Exercise aim :: Transcribe every record beneath, precisely as written.
* * * * *
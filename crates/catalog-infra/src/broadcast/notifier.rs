use std::collections::HashMap;
use std::sync::{Arc, Mutex};

use catalog_core::models::{BroadcastMessage, UploadRecord, UploadSnapshot, UploadStatus};
use catalog_db::{CatalogStore, UploadStore};
use uuid::Uuid;

use super::Broadcaster;

/// Turns upload records into lifecycle broadcasts.
///
/// Builds the snapshot (fresh catalog count and owner), publishes it and never
/// returns an error. Repeating the last `(status, progress)` announced for an upload
/// is suppressed, so a retried step that re-announces itself is observed once.
#[derive(Clone)]
pub struct UploadNotifier {
    broadcaster: Arc<dyn Broadcaster>,
    uploads: Arc<dyn UploadStore>,
    catalog: Arc<dyn CatalogStore>,
    last_announced: Arc<Mutex<HashMap<Uuid, (UploadStatus, Option<u8>)>>>,
}

impl UploadNotifier {
    pub fn new(
        broadcaster: Arc<dyn Broadcaster>,
        uploads: Arc<dyn UploadStore>,
        catalog: Arc<dyn CatalogStore>,
    ) -> Self {
        Self {
            broadcaster,
            uploads,
            catalog,
            last_announced: Arc::new(Mutex::new(HashMap::new())),
        }
    }

    /// Returns `true` when this announcement repeats the previous one for the upload.
    fn is_repeat(&self, upload: &UploadRecord, progress: Option<u8>) -> bool {
        let Ok(mut last) = self.last_announced.lock() else {
            return false;
        };
        let key = (upload.status, progress);
        if last.get(&upload.id) == Some(&key) {
            return true;
        }
        if upload.status.is_terminal() {
            last.remove(&upload.id);
        } else {
            last.insert(upload.id, key);
        }
        false
    }

    /// Drop the repeat-suppression entry for an upload that will not be announced again.
    pub fn forget(&self, upload_id: Uuid) {
        if let Ok(mut last) = self.last_announced.lock() {
            last.remove(&upload_id);
        }
    }

    async fn snapshot(&self, upload: &UploadRecord) -> UploadSnapshot {
        let products_count = match self.catalog.count_by_upload(upload.id).await {
            Ok(count) => count,
            Err(e) => {
                tracing::warn!(upload_id = %upload.id, error = %e, "Failed to count catalog records for broadcast");
                0
            }
        };
        let owner = match self.uploads.find_owner(upload.user_id).await {
            Ok(owner) => owner,
            Err(e) => {
                tracing::warn!(upload_id = %upload.id, error = %e, "Failed to load upload owner for broadcast");
                None
            }
        };
        UploadSnapshot::new(upload, products_count, owner)
    }

    /// Publish the current state of `upload`. Failures are logged, not returned.
    pub async fn announce(&self, upload: &UploadRecord, progress: Option<u8>, message: Option<String>) {
        if self.is_repeat(upload, progress) {
            tracing::debug!(
                upload_id = %upload.id,
                status = %upload.status,
                "Skipping repeated status announcement"
            );
            return;
        }

        let snapshot = self.snapshot(upload).await;
        let broadcast = BroadcastMessage::status_changed(snapshot, progress, message);

        match self.broadcaster.publish(&broadcast).await {
            Ok(()) => tracing::debug!(
                upload_id = %upload.id,
                status = %upload.status,
                progress = ?broadcast.progress,
                topic = self.broadcaster.topic(),
                "Upload status broadcast"
            ),
            Err(e) => tracing::warn!(
                upload_id = %upload.id,
                status = %upload.status,
                error = %e,
                "Failed to broadcast upload status"
            ),
        }
    }
}
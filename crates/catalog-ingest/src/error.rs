use catalog_core::{AppError, JobError};
use catalog_storage::StorageError;
use thiserror::Error;

/// Failures that abort a whole ingest run.
#[derive(Debug, Error)]
pub enum IngestError {
    /// The stored file is missing or cannot be opened.
    #[error("File access error: {0}")]
    FileAccess(#[from] StorageError),

    #[error("Unable to read header row: {0}")]
    HeaderUnreadable(String),

    /// The file became unreadable part way through. Rows before `row_number` stay committed.
    #[error("Read error at row {row_number}: {source}")]
    Read {
        row_number: u64,
        #[source]
        source: csv_async::Error,
    },

    #[error("IO error: {0}")]
    Io(#[from] std::io::Error),
}

/// Failures confined to a single data row. The row is counted as skipped.
#[derive(Debug, Error)]
pub enum RowError {
    #[error("Invalid piece price {0:?}")]
    InvalidPrice(String),

    #[error("Catalog store error: {0}")]
    Store(#[from] AppError),
}

/// A bad storage key will never open. Everything else about a file may be transient.
impl From<IngestError> for JobError {
    fn from(err: IngestError) -> Self {
        match err {
            IngestError::FileAccess(StorageError::InvalidKey(_)) => JobError::unrecoverable(err),
            _ => JobError::recoverable(err),
        }
    }
}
* * * * *
Answer ::
filename crates/catalog-infra/src/broadcast/notifier.rs
use std::collections::HashMap;
use std::sync::{Arc, Mutex};

use catalog_core::models::{BroadcastMessage, UploadRecord, UploadSnapshot, UploadStatus};
use catalog_db::{CatalogStore, UploadStore};
use uuid::Uuid;

use super::Broadcaster;

/// Turns upload records into lifecycle broadcasts.
///
/// Builds the snapshot (fresh catalog count and owner), publishes it and never
/// returns an error. Repeating the last `(status, progress)` announced for an upload
/// is suppressed, so a retried step that re-announces itself is observed once.
#[derive(Clone)]
pub struct UploadNotifier {
    broadcaster: Arc<dyn Broadcaster>,
    uploads: Arc<dyn UploadStore>,
    catalog: Arc<dyn CatalogStore>,
    last_announced: Arc<Mutex<HashMap<Uuid, (UploadStatus, Option<u8>)>>>,
}

impl UploadNotifier {
    pub fn new(
        broadcaster: Arc<dyn Broadcaster>,
        uploads: Arc<dyn UploadStore>,
        catalog: Arc<dyn CatalogStore>,
    ) -> Self {
        Self {
            broadcaster,
            uploads,
            catalog,
            last_announced: Arc::new(Mutex::new(HashMap::new())),
        }
    }

    /// Returns `true` when this announcement repeats the previous one for the upload.
    fn is_repeat(&self, upload: &UploadRecord, progress: Option<u8>) -> bool {
        let Ok(mut last) = self.last_announced.lock() else {
            return false;
        };
        let key = (upload.status, progress);
        if last.get(&upload.id) == Some(&key) {
            return true;
        }
        if upload.status.is_terminal() {
            last.remove(&upload.id);
        } else {
            last.insert(upload.id, key);
        }
        false
    }

    /// Drop the repeat-suppression entry for an upload that will not be announced again.
    pub fn forget(&self, upload_id: Uuid) {
        if let Ok(mut last) = self.last_announced.lock() {
            last.remove(&upload_id);
        }
    }

    async fn snapshot(&self, upload: &UploadRecord) -> UploadSnapshot {
        let products_count = match self.catalog.count_by_upload(upload.id).await {
            Ok(count) => count,
            Err(e) => {
                tracing::warn!(upload_id = %upload.id, error = %e, "Failed to count catalog records for broadcast");
                0
            }
        };
        let owner = match self.uploads.find_owner(upload.user_id).await {
            Ok(owner) => owner,
            Err(e) => {
                tracing::warn!(upload_id = %upload.id, error = %e, "Failed to load upload owner for broadcast");
                None
            }
        };
        UploadSnapshot::new(upload, products_count, owner)
    }

    /// Publish the current state of `upload`. Failures are logged, not returned.
    pub async fn announce(&self, upload: &UploadRecord, progress: Option<u8>, message: Option<String>) {
        if self.is_repeat(upload, progress) {
            tracing::debug!(
                upload_id = %upload.id,
                status = %upload.status,
                "Skipping repeated status announcement"
            );
            return;
        }

        let snapshot = self.snapshot(upload).await;
        let broadcast = BroadcastMessage::status_changed(snapshot, progress, message);

        match self.broadcaster.publish(&broadcast).await {
            Ok(()) => tracing::debug!(
                upload_id = %upload.id,
                status = %upload.status,
                progress = ?broadcast.progress,
                topic = self.broadcaster.topic(),
                "Upload status broadcast"
            ),
            Err(e) => tracing::warn!(
                upload_id = %upload.id,
                status = %upload.status,
                error = %e,
                "Failed to broadcast upload status"
            ),
        }
    }
}
filename crates/catalog-ingest/src/error.rs
use catalog_core::{AppError, JobError};
use catalog_storage::StorageError;
use thiserror::Error;

/// Failures that abort a whole ingest run.
#[derive(Debug, Error)]
pub enum IngestError {
    /// The stored file is missing or cannot be opened.
    #[error("File access error: {0}")]
    FileAccess(#[from] StorageError),

    #[error("Unable to read header row: {0}")]
    HeaderUnreadable(String),

    /// The file became unreadable part way through. Rows before `row_number` stay committed.
    #[error("Read error at row {row_number}: {source}")]
    Read {
        row_number: u64,
        #[source]
        source: csv_async::Error,
    },

    #[error("IO error: {0}")]
    Io(#[from] std::io::Error),
}

/// Failures confined to a single data row. The row is counted as skipped.
#[derive(Debug, Error)]
pub enum RowError {
    #[error("Invalid piece price {0:?}")]
    InvalidPrice(String),

    #[error("Catalog store error: {0}")]
    Store(#[from] AppError),
}

/// A bad storage key will never open. Everything else about a file may be transient.
impl From<IngestError> for JobError {
    fn from(err: IngestError) -> Self {
        match err {
            IngestError::FileAccess(StorageError::InvalidKey(_)) => JobError::unrecoverable(err),
            _ => JobError::recoverable(err),
        }
    }
}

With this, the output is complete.